• **Work instruction**: Throughout the listing that follows, find each line with the word "TileFormat" and copy it.

========

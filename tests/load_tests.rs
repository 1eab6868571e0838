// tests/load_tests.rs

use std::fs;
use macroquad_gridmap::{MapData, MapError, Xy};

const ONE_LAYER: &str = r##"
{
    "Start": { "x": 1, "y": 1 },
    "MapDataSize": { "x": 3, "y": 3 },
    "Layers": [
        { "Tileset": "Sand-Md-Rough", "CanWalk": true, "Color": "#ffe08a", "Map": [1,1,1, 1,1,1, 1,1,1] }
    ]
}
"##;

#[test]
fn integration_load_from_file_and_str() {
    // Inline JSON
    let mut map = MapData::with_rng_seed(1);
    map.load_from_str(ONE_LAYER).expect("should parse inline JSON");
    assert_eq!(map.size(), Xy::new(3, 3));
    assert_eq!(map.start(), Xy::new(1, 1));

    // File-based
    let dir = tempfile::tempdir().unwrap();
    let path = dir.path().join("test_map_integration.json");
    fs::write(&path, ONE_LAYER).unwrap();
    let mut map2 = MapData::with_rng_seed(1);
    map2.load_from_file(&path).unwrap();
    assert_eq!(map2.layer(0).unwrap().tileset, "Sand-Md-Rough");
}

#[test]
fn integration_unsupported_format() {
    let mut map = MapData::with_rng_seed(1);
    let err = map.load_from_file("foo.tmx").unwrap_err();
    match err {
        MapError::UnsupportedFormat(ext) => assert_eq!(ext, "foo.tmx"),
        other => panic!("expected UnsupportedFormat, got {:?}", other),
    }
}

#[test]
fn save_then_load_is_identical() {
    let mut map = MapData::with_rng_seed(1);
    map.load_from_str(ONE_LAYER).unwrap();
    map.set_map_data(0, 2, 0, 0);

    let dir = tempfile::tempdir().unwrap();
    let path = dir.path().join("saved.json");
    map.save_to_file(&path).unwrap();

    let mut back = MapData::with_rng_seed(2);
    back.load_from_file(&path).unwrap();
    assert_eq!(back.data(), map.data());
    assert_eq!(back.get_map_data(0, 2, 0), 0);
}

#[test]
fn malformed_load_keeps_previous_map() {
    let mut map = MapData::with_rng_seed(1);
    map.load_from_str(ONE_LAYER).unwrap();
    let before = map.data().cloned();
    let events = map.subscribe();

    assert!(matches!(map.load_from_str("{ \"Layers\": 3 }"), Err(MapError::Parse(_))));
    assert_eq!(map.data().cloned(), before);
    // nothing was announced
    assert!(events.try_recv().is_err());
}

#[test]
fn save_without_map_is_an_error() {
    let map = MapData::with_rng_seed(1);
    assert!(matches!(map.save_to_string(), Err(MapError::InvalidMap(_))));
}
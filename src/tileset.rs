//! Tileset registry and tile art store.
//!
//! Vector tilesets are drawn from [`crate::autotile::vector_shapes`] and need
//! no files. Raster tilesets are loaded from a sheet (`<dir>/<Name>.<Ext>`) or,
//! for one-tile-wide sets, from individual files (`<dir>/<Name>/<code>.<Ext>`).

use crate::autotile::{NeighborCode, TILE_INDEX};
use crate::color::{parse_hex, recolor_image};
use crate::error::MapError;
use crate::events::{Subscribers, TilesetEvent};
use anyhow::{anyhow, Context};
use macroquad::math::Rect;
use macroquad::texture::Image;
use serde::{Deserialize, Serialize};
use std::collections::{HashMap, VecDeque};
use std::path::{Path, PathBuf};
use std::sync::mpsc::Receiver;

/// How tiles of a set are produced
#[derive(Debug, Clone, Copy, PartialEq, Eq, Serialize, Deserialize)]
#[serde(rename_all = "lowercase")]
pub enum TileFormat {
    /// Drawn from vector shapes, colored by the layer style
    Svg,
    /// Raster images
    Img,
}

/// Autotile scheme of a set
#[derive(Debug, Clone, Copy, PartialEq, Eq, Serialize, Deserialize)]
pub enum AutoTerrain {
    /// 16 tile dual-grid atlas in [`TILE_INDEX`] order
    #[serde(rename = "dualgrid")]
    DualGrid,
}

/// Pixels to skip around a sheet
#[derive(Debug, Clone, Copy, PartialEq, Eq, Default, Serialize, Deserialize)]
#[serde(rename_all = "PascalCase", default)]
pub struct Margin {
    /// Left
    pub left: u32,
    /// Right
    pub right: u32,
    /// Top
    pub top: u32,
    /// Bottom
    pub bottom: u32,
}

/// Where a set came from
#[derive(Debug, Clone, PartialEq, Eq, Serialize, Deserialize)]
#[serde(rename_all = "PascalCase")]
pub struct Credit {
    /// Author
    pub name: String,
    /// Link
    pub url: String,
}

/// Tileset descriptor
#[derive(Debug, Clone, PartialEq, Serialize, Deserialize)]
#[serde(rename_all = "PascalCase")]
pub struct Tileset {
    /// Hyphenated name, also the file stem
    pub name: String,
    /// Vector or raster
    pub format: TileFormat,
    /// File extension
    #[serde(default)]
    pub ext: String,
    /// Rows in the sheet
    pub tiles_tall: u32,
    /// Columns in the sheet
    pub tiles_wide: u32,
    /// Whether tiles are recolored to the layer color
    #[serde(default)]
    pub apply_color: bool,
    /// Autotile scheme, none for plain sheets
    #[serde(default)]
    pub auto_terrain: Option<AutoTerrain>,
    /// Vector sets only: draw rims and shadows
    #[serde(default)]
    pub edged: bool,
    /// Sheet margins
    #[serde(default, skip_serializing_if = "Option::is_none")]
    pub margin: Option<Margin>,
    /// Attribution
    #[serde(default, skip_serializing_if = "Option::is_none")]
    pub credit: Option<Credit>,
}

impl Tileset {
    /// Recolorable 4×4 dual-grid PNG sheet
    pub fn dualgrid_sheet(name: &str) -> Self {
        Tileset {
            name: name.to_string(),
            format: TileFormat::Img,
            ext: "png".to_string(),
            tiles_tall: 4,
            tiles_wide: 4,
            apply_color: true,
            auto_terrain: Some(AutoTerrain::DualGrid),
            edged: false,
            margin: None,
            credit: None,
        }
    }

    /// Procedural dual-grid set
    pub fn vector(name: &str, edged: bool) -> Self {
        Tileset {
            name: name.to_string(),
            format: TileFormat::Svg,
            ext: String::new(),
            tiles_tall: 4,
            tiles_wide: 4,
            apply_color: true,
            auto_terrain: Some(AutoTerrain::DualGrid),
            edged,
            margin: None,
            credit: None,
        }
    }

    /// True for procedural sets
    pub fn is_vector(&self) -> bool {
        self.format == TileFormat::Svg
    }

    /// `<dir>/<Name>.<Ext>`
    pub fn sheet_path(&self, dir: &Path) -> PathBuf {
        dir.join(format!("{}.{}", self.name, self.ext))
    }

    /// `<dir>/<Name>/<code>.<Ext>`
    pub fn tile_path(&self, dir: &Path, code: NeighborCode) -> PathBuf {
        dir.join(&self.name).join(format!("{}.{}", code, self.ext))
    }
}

========

• **Task solution**:
pub enum TileFormat {
    pub format: TileFormat,
            format: TileFormat::Img,
            format: TileFormat::Svg,
        self.format == TileFormat::Svg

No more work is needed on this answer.